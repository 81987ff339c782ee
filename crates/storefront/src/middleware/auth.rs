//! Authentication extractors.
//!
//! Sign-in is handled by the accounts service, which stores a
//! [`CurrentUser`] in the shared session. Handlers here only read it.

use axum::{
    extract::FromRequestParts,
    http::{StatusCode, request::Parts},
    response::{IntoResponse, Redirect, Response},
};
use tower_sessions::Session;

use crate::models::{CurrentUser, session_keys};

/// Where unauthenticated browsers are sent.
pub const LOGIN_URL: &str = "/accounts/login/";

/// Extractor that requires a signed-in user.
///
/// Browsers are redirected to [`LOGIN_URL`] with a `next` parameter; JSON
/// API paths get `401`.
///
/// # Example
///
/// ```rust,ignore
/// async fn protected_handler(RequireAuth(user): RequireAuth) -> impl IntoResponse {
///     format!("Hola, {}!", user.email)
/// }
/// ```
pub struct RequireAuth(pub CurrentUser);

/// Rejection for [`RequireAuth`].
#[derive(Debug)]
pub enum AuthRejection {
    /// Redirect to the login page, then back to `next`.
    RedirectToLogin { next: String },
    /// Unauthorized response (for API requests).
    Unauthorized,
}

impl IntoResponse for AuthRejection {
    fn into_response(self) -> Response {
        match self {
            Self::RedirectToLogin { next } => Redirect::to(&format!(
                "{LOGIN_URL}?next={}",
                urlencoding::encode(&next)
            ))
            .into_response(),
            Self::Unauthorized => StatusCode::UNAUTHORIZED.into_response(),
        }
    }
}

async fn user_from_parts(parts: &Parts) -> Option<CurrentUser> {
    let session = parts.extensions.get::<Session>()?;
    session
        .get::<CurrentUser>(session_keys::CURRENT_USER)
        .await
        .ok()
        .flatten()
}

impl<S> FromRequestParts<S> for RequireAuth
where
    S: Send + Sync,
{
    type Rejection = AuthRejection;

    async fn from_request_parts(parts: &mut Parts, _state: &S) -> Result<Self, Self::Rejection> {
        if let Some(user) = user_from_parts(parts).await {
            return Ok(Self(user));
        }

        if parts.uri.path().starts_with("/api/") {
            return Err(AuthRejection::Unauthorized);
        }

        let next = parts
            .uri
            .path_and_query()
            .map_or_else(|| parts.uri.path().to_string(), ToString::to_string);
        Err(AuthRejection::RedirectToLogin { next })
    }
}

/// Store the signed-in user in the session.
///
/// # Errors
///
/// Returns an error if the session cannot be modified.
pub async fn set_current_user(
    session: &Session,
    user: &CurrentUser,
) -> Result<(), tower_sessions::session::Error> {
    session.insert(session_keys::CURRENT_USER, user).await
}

## Exercise
Repeat each entry above, keeping every word exact.

## Response
repository 81987ff339c782ee
filename crates/storefront/src/middleware/auth.rs
//! Authentication extractors.
//!
//! Sign-in is handled by the accounts service, which stores a
//! [`CurrentUser`] in the shared session. Handlers here only read it.

use axum::{
    extract::FromRequestParts,
    http::{StatusCode, request::Parts},
    response::{IntoResponse, Redirect, Response},
};
use tower_sessions::Session;

use crate::models::{CurrentUser, session_keys};

/// Where unauthenticated browsers are sent.
pub const LOGIN_URL: &str = "/accounts/login/";

/// Extractor that requires a signed-in user.
///
/// Browsers are redirected to [`LOGIN_URL`] with a `next` parameter; JSON
/// API paths get `401`.
///
/// # Example
///
/// ```rust,ignore
/// async fn protected_handler(RequireAuth(user): RequireAuth) -> impl IntoResponse {
///     format!("Hola, {}!", user.email)
/// }
/// ```
pub struct RequireAuth(pub CurrentUser);

/// Rejection for [`RequireAuth`].
#[derive(Debug)]
pub enum AuthRejection {
    /// Redirect to the login page, then back to `next`.
    RedirectToLogin { next: String },
    /// Unauthorized response (for API requests).
    Unauthorized,
}

impl IntoResponse for AuthRejection {
    fn into_response(self) -> Response {
        match self {
            Self::RedirectToLogin { next } => Redirect::to(&format!(
                "{LOGIN_URL}?next={}",
                urlencoding::encode(&next)
            ))
            .into_response(),
            Self::Unauthorized => StatusCode::UNAUTHORIZED.into_response(),
        }
    }
}

async fn user_from_parts(parts: &Parts) -> Option<CurrentUser> {
    let session = parts.extensions.get::<Session>()?;
    session
        .get::<CurrentUser>(session_keys::CURRENT_USER)
        .await
        .ok()
        .flatten()
}

impl<S> FromRequestParts<S> for RequireAuth
where
    S: Send + Sync,
{
    type Rejection = AuthRejection;

    async fn from_request_parts(parts: &mut Parts, _state: &S) -> Result<Self, Self::Rejection> {
        if let Some(user) = user_from_parts(parts).await {
            return Ok(Self(user));
        }

        if parts.uri.path().starts_with("/api/") {
            return Err(AuthRejection::Unauthorized);
        }

        let next = parts
            .uri
            .path_and_query()
            .map_or_else(|| parts.uri.path().to_string(), ToString::to_string);
        Err(AuthRejection::RedirectToLogin { next })
    }
}

/// Store the signed-in user in the session.
///
/// # Errors
///
/// Returns an error if the session cannot be modified.
pub async fn set_current_user(
    session: &Session,
    user: &CurrentUser,
) -> Result<(), tower_sessions::session::Error> {
    session.insert(session_keys::CURRENT_USER, user).await
}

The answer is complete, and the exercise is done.